No lugar do abacate, o grupo de controle comeu uma batata ou um copo de grão-de-bico por dia, que possuem o mesmo nível de calorias, mas não contêm luteína. Esse grupo apresentou melhora mais tímida na capacidade cognitiva. Segundo os autores, como os resultados se baseiam no consumo de um abacate inteiro por dia, são necessárias novas pesquisas a fim de determinar se os benefícios podem ser replicados com o consumo da porção diária recomendada: um terço da fruta, que contém 136 microgramas de luteína.

“Enquanto as conclusões de um único estudo não podem ser generalizadas para todas as populações, o resultado da pesquisa ajuda a reforçar e a avançar o corpo de publicações sobre os benefícios do abacate no dia a dia”, diz Nikki Ford, diretora de nutrição do Conselho do Abacate Hass, grupo que promove o consumo da fruta nos Estados Unidos. “Abacates são nutritivos e sem colesterol, com gorduras naturalmente boas. Por isso, são uma forma fácil e deliciosa de se somar mais frutas ao consumo diário saudável de plantas.”

Enquanto isso...
Cacau pode ajudar a tratar o diabetes

Composto presente no fruto melhora a produção de insulina - Foto: Eduardo Soteras/AFP - 15/11/16

Um composto presente no cacau, base para um dos maiores inimigos da dieta, o chocolate, poderá ser usado para o tratamento justamente de quem deve evitar o açúcar: os diabéticos.

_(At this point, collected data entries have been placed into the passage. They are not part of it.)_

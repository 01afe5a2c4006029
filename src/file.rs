use std::ffi::{CString, OsString};
use std::os::fd::{AsRawFd, FromRawFd, IntoRawFd, OwnedFd, RawFd};
use std::os::unix::ffi::{OsStrExt, OsStringExt};
use std::path::{Path, PathBuf};
use std::sync::{Mutex, MutexGuard, PoisonError};

use lazy_static::lazy_static;

use crate::errors::{IoError, Result};
use crate::traits::{
    read_one, ByteReader, Closer, Reader, Seeker, Whence, Writer,
};

/// Permission bits used when a constructor is not given any.
pub const DEFAULT_MODE: libc::mode_t = 0o644;

/// Name prefix of files created by [`File::temporary`].
pub const TEMP_PREFIX: &str = "ark-io.";

/// Open flags, passed through verbatim to `open(2)`.
pub mod flags {
    pub const READ_ONLY: libc::c_int = libc::O_RDONLY;
    pub const WRITE_ONLY: libc::c_int = libc::O_WRONLY;
    pub const READ_WRITE: libc::c_int = libc::O_RDWR;
    pub const CREATE: libc::c_int = libc::O_CREAT;
    pub const TRUNCATE: libc::c_int = libc::O_TRUNC;
    pub const APPEND: libc::c_int = libc::O_APPEND;
    pub const EXCLUSIVE: libc::c_int = libc::O_EXCL;
}

lazy_static! {
    static ref STDIN: File = File::standard(0, "<stdin>");
    static ref STDOUT: File = File::standard(1, "<stdout>");
    static ref STDERR: File = File::standard(2, "<stderr>");
}

/// Process-wide handle on descriptor 0. Never closed by this crate.
pub fn stdin() -> &'static File {
    &STDIN
}

/// Process-wide handle on descriptor 1. Never closed by this crate.
pub fn stdout() -> &'static File {
    &STDOUT
}

/// Process-wide handle on descriptor 2. Never closed by this crate.
pub fn stderr() -> &'static File {
    &STDERR
}

/// Thread-safe owner of one native file descriptor.
///
/// Every operation holds the file's lock for the duration of the native
/// call, so calls on one `File` are serialized while distinct `File`s never
/// block each other. The descriptor is released exactly once: by
/// [`close`](File::close), or on drop if it was never closed explicitly.
#[derive(Debug)]
pub struct File {
    name: Option<String>,
    fd: Mutex<Option<OwnedFd>>,
}

impl File {
    /// Open an existing path with the given `open(2)` flags.
    pub fn open(path: impl AsRef<Path>, flags: libc::c_int) -> Result<Self> {
        Self::open_with_mode(path, flags, DEFAULT_MODE)
    }

    pub fn open_with_mode(
        path: impl AsRef<Path>,
        flags: libc::c_int,
        mode: libc::mode_t,
    ) -> Result<Self> {
        let path = path.as_ref();
        let c_path = to_cstring(path)?;
        // SAFETY: `c_path` is a valid NUL-terminated string.
        let fd = unsafe {
            libc::open(c_path.as_ptr(), flags, libc::c_uint::from(mode))
        };
        if fd < 0 {
            let err = std::io::Error::last_os_error();
            log::debug!("Failed to open {}: {}", path.display(), err);
            return Err(IoError::read_failure(err));
        }
        log::debug!("Opened {} as descriptor {}", path.display(), fd);

        // SAFETY: `fd` was just returned by open(2) and nothing else owns it.
        let fd = unsafe { OwnedFd::from_raw_fd(fd) };
        Ok(Self::from_owned_fd(fd, Some(path.display().to_string())))
    }

    /// Create (or truncate) a file for writing.
    pub fn create(path: impl AsRef<Path>) -> Result<Self> {
        Self::create_with_mode(path, DEFAULT_MODE)
    }

    pub fn create_with_mode(
        path: impl AsRef<Path>,
        mode: libc::mode_t,
    ) -> Result<Self> {
        Self::open_with_mode(
            path,
            flags::WRITE_ONLY | flags::CREATE | flags::TRUNCATE,
            mode,
        )
    }

    /// Atomically create a uniquely named file in the platform temporary
    /// directory. The generated path is available through [`name`](File::name).
    pub fn temporary() -> Result<Self> {
        Self::temporary_with_mode(DEFAULT_MODE)
    }

    pub fn temporary_with_mode(mode: libc::mode_t) -> Result<Self> {
        let template = std::env::temp_dir().join(format!("{TEMP_PREFIX}XXXXXX"));
        let mut template = to_cstring(&template)?.into_bytes_with_nul();

        // SAFETY: `template` is a writable NUL-terminated buffer ending in
        // the six `X` characters mkstemp(3) replaces in place.
        let fd = unsafe { libc::mkstemp(template.as_mut_ptr().cast()) };
        if fd < 0 {
            return Err(IoError::read_failure(std::io::Error::last_os_error()));
        }
        // SAFETY: `fd` was just returned by mkstemp(3).
        let fd = unsafe { OwnedFd::from_raw_fd(fd) };
        template.pop();
        let path = PathBuf::from(OsString::from_vec(template));

        // SAFETY: `fd` is a valid open descriptor.
        if unsafe { libc::fchmod(fd.as_raw_fd(), mode) } < 0 {
            let err = std::io::Error::last_os_error();
            let _ = std::fs::remove_file(&path);
            return Err(IoError::os(err));
        }
        log::debug!("Created temporary file {}", path.display());

        Ok(Self::from_owned_fd(fd, Some(path.display().to_string())))
    }

    /// Take ownership of an open descriptor.
    pub fn from_owned_fd(fd: OwnedFd, name: Option<String>) -> Self {
        Self {
            name,
            fd: Mutex::new(Some(fd)),
        }
    }

    /// Take ownership of a raw descriptor.
    ///
    /// # Safety
    ///
    /// `fd` must be open and must not be owned by anything else: the
    /// returned `File` closes it.
    pub unsafe fn from_raw_fd(fd: RawFd, name: Option<String>) -> Self {
        Self::from_owned_fd(OwnedFd::from_raw_fd(fd), name)
    }

    fn standard(fd: RawFd, name: &str) -> Self {
        // SAFETY: descriptors 0-2 are opened by the OS before `main` and
        // these handles live in statics that are never dropped.
        unsafe { Self::from_raw_fd(fd, Some(name.to_owned())) }
    }

    pub fn name(&self) -> Option<&str> {
        self.name.as_deref()
    }

    /// The underlying descriptor, or `None` once the file is closed.
    pub fn descriptor(&self) -> Option<RawFd> {
        self.lock().as_ref().map(AsRawFd::as_raw_fd)
    }

    pub fn is_closed(&self) -> bool {
        self.lock().is_none()
    }

    /// Close the descriptor. Later calls (and every other operation) report
    /// [`IoError::AlreadyClosed`] without touching the OS.
    pub fn close(&self) -> Result<()> {
        let fd = self.lock().take().ok_or(IoError::AlreadyClosed)?;
        log::debug!("Closing {}", self.display_name());
        release(fd)
    }

    fn lock(&self) -> MutexGuard<'_, Option<OwnedFd>> {
        self.fd.lock().unwrap_or_else(PoisonError::into_inner)
    }

    fn display_name(&self) -> &str {
        self.name.as_deref().unwrap_or("<unnamed>")
    }

    /// Run `op` on the raw descriptor while holding the lock.
    fn with_fd<T>(&self, op: impl FnOnce(RawFd) -> Result<T>) -> Result<T> {
        let guard = self.lock();
        let fd = guard.as_ref().ok_or(IoError::AlreadyClosed)?;
        op(fd.as_raw_fd())
    }
}

impl From<std::fs::File> for File {
    fn from(file: std::fs::File) -> Self {
        Self::from_owned_fd(OwnedFd::from(file), None)
    }
}

impl Drop for File {
    fn drop(&mut self) {
        let fd = self
            .fd
            .get_mut()
            .unwrap_or_else(PoisonError::into_inner)
            .take();
        if let Some(fd) = fd {
            if let Err(err) = release(fd) {
                log::warn!(
                    "Failed to close {} on drop: {}",
                    self.display_name(),
                    err
                );
            }
        }
    }
}

impl Reader for &File {
    fn read(&mut self, buf: &mut [u8]) -> Result<usize> {
        if buf.is_empty() {
            return Ok(0);
        }
        self.with_fd(|fd| {
            // SAFETY: `buf` is valid for `buf.len()` bytes of writes.
            let n = unsafe { libc::read(fd, buf.as_mut_ptr().cast(), buf.len()) };
            match n {
                0 => Err(IoError::Eof),
                n if n < 0 => Err(IoError::read_failure(
                    std::io::Error::last_os_error(),
                )),
                n => Ok(n as usize),
            }
        })
    }
}

impl Writer for &File {
    fn write(&mut self, buf: &[u8]) -> Result<usize> {
        if buf.is_empty() {
            return Ok(0);
        }
        self.with_fd(|fd| {
            // SAFETY: `buf` is valid for `buf.len()` bytes of reads.
            let n = unsafe { libc::write(fd, buf.as_ptr().cast(), buf.len()) };
            if n < 0 {
                return Err(IoError::read_failure(
                    std::io::Error::last_os_error(),
                ));
            }
            let written = n as usize;
            if written < buf.len() {
                return Err(IoError::short_write(written, buf.len(), None));
            }
            Ok(written)
        })
    }
}

impl Seeker for &File {
    fn seek(&mut self, offset: i64, whence: Whence) -> Result<u64> {
        if whence == Whence::Start && offset < 0 {
            return Err(IoError::InvalidSeekOffset(offset));
        }
        let native_whence = match whence {
            Whence::Start => libc::SEEK_SET,
            Whence::Current => libc::SEEK_CUR,
            Whence::End => libc::SEEK_END,
        };
        self.with_fd(|fd| {
            let native_offset = libc::off_t::try_from(offset).map_err(|_| {
                IoError::InvalidSeekOffset(attempted_position(fd, offset, whence))
            })?;
            // SAFETY: lseek(2) has no memory-safety preconditions.
            let position =
                unsafe { libc::lseek(fd, native_offset, native_whence) };
            if position < 0 {
                let err = std::io::Error::last_os_error();
                return Err(match err.raw_os_error() {
                    Some(libc::EINVAL) => IoError::InvalidSeekOffset(
                        attempted_position(fd, offset, whence),
                    ),
                    _ => IoError::os(err),
                });
            }
            Ok(position as u64)
        })
    }
}

impl Closer for &File {
    fn close(&mut self) -> Result<()> {
        File::close(self)
    }
}

impl ByteReader for &File {
    fn read_byte(&mut self) -> Result<u8> {
        read_one(self)
    }
}

impl Reader for File {
    fn read(&mut self, buf: &mut [u8]) -> Result<usize> {
        (&*self).read(buf)
    }
}

impl Writer for File {
    fn write(&mut self, buf: &[u8]) -> Result<usize> {
        (&*self).write(buf)
    }
}

impl Seeker for File {
    fn seek(&mut self, offset: i64, whence: Whence) -> Result<u64> {
        (&*self).seek(offset, whence)
    }
}

impl Closer for File {
    fn close(&mut self) -> Result<()> {
        File::close(self)
    }
}

impl ByteReader for File {
    fn read_byte(&mut self) -> Result<u8> {
        (&*self).read_byte()
    }
}

fn release(fd: OwnedFd) -> Result<()> {
    let raw = fd.into_raw_fd();
    // SAFETY: `raw` came out of an `OwnedFd`, so it is open and ours alone;
    // ownership ends here whatever close(2) returns.
    if unsafe { libc::close(raw) } < 0 {
        return Err(IoError::os(std::io::Error::last_os_error()));
    }
    Ok(())
}

/// Absolute position a rejected seek aimed at. Falls back to the raw
/// offset when the base position cannot be queried.
fn attempted_position(fd: RawFd, offset: i64, whence: Whence) -> i64 {
    let base = match whence {
        Whence::Start => Some(0),
        Whence::Current => {
            // SAFETY: a zero-offset SEEK_CUR only reports the position.
            let current = unsafe { libc::lseek(fd, 0, libc::SEEK_CUR) };
            (current >= 0).then(|| i64::from(current))
        }
        Whence::End => {
            let mut stat = std::mem::MaybeUninit::<libc::stat>::uninit();
            // SAFETY: `stat` is valid for writes and fstat(2) fills it
            // completely on success.
            if unsafe { libc::fstat(fd, stat.as_mut_ptr()) } == 0 {
                // SAFETY: initialized by the successful fstat(2) above.
                Some(i64::from(unsafe { stat.assume_init() }.st_size))
            } else {
                None
            }
        }
    };
    base.map_or(offset, |base| base.saturating_add(offset))
}

fn to_cstring(path: &Path) -> Result<CString> {
    CString::new(path.as_os_str().as_bytes()).map_err(|_| {
        IoError::custom(format!(
            "path contains an interior NUL byte: {}",
            path.display()
        ))
    })
}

O efeito inusitado foi detalhado por pesquisadores da Universidade Brigham Young, nos Estados Unidos, na última edição do Journal of Nutritional Biochemistry. Segundo os autores, os monômeros de epicatequina ajudam na produção de insulina, cuja ação é comprometida em decorrência da doença metabólica.

No diabetes tipo 2, o corpo para de produzir insulina ou não processa adequadamente o açúcar ingerido. O problema ocorre por um colapso das células beta, responsáveis pela produção do hormônio. Segundo Jeffery Tessem, um dos autores do estudo, as produtoras de insulina funcionam melhor e ficam mais fortes quando se aumenta a quantidade de monômeros de epicatequina no corpo. “Eles tornam mais fortes a mitocôndria nas células beta, o que produz mais ATP (fonte de energia de uma célula), resultando em maior liberação de insulina”, resume o também professor de nutrição, dietética e ciência alimentar na universidade norte-americana.

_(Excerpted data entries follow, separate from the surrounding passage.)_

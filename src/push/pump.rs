use std::collections::HashMap;
use std::sync::atomic::{AtomicU64, Ordering};
use std::sync::mpsc::{self, Receiver, Sender};
use std::sync::{Arc, Condvar, Mutex, MutexGuard, PoisonError};
use std::thread::{self, JoinHandle};

use once_cell::sync::OnceCell;

use super::StreamEvent;
use crate::errors::{IoError, Result};

const GLOBAL_PUMP_NAME: &str = "ark-io-event-pump";

static GLOBAL: OnceCell<EventPump> = OnceCell::new();

pub type StreamId = u64;

type Delegates = Arc<Mutex<HashMap<StreamId, Arc<Readiness>>>>;

enum Envelope {
    Event { stream: StreamId, event: StreamEvent },
    Shutdown,
}

/// A background thread delivering native stream events to their adapters.
///
/// [`EventPump::global`] is the process-wide pump: started lazily on first
/// use and never stopped. [`EventPump::start`] creates a pump owned by the
/// caller, which stops its thread when dropped.
pub struct EventPump {
    handle: PumpHandle,
    worker: Option<JoinHandle<()>>,
}

#[derive(Clone)]
pub(crate) struct PumpHandle {
    events: Sender<Envelope>,
    delegates: Delegates,
    next_id: Arc<AtomicU64>,
}

impl EventPump {
    pub fn global() -> Result<&'static EventPump> {
        GLOBAL.get_or_try_init(|| EventPump::start(GLOBAL_PUMP_NAME))
    }

    pub fn start(name: &str) -> Result<EventPump> {
        let (events, queue) = mpsc::channel();
        let delegates = Delegates::default();

        let worker = {
            let delegates = delegates.clone();
            thread::Builder::new()
                .name(name.to_owned())
                .spawn(move || pump(queue, delegates))
                .map_err(IoError::os)?
        };
        log::info!("Started event pump {}", name);

        Ok(EventPump {
            handle: PumpHandle {
                events,
                delegates,
                next_id: Arc::new(AtomicU64::new(1)),
            },
            worker: Some(worker),
        })
    }

    pub(crate) fn handle(&self) -> PumpHandle {
        self.handle.clone()
    }

    /// Number of streams currently registered.
    pub fn registered(&self) -> usize {
        lock(&self.handle.delegates).len()
    }
}

impl Drop for EventPump {
    fn drop(&mut self) {
        let _ = self.handle.events.send(Envelope::Shutdown);
        if let Some(worker) = self.worker.take() {
            if worker.join().is_err() {
                log::warn!("Event pump thread panicked");
            }
        }
    }
}

impl PumpHandle {
    pub(crate) fn register(&self, readiness: Arc<Readiness>) -> EventSink {
        let stream = self.next_id.fetch_add(1, Ordering::Relaxed);
        lock(&self.delegates).insert(stream, readiness);
        log::debug!("Registered stream {} with event pump", stream);
        EventSink {
            stream,
            events: self.events.clone(),
        }
    }

    pub(crate) fn deregister(&self, stream: StreamId) {
        if lock(&self.delegates).remove(&stream).is_some() {
            log::debug!("Deregistered stream {} from event pump", stream);
        }
    }
}

/// Where a native stream posts its events.
#[derive(Clone)]
pub struct EventSink {
    stream: StreamId,
    events: Sender<Envelope>,
}

impl EventSink {
    pub fn stream_id(&self) -> StreamId {
        self.stream
    }

    /// Post `event`. Never blocks; events posted after the pump stopped are
    /// dropped.
    pub fn notify(&self, event: StreamEvent) {
        let envelope = Envelope::Event {
            stream: self.stream,
            event,
        };
        if self.events.send(envelope).is_err() {
            log::trace!(
                "Event pump stopped, dropping {:?} for stream {}",
                event,
                self.stream
            );
        }
    }
}

impl std::fmt::Debug for EventSink {
    fn fmt(&self, f: &mut std::fmt::Formatter<'_>) -> std::fmt::Result {
        f.debug_struct("EventSink")
            .field("stream", &self.stream)
            .finish()
    }
}

fn pump(queue: Receiver<Envelope>, delegates: Delegates) {
    while let Ok(envelope) = queue.recv() {
        match envelope {
            Envelope::Event { stream, event } => {
                let delegate = lock(&delegates).get(&stream).cloned();
                match delegate {
                    Some(readiness) => readiness.notify(event),
                    None => log::trace!(
                        "Dropping {:?} for unregistered stream {}",
                        event,
                        stream
                    ),
                }
            }
            Envelope::Shutdown => break,
        }
    }
}

/// Latched wake-up signal between the pump and one blocked caller.
///
/// An event that arrives before anyone waits stays latched, so the next
/// `wait` returns at once instead of missing it.
#[derive(Default)]
pub(crate) struct Readiness {
    latched: Mutex<Option<StreamEvent>>,
    signal: Condvar,
}

impl Readiness {
    pub(crate) fn notify(&self, event: StreamEvent) {
        *lock(&self.latched) = Some(event);
        self.signal.notify_all();
    }

    /// Block until an event is delivered and consume it.
    pub(crate) fn wait(&self) -> StreamEvent {
        let mut latched = lock(&self.latched);
        loop {
            if let Some(event) = latched.take() {
                return event;
            }
            latched = self
                .signal
                .wait(latched)
                .unwrap_or_else(PoisonError::into_inner);
        }
    }
}

fn lock<T>(mutex: &Mutex<T>) -> MutexGuard<'_, T> {
    mutex.lock().unwrap_or_else(PoisonError::into_inner)
}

A equipe chegou à conclusão após um experimento com ratos. Inicialmente, as cobaias seguiram uma dieta rica em gordura e sofreram as consequências dela, como o aumento do peso. Quando o composto do cacau foi adicionado à alimentação dos animais, houve redução da obesidade e aumento da capacidade de lidar com a elevação dos níveis de glicose no sangue. “Os monômeros de epicatequina protegem as células, aumentando a capacidade delas de lidar com o estresse oxidativo”, diz Tessem.

O pesquisador ressalta, porém, que a descoberta não avaliza a ingestão de barras de chocolate. “Você provavelmente terá que comê-las em grande quantidade e não vai querer ingerir o tanto de açúcar inerente a esse processo. É o composto no cacau que você está procurando”, explica.

A intenção da equipe é fazer com que os monômeros de epicatequina sejam ingeridos de forma mais saudável e viável. “Esses resultados nos ajudarão a nos aproximar da ideia de usar esse composto de forma mais eficaz, em alimentos ou suplementos, para manter o controle normal de glicose no sangue e até potencialmente o aparecimento do diabetes tipo 2”, cogita Andrew Neilson, coautor do estudo.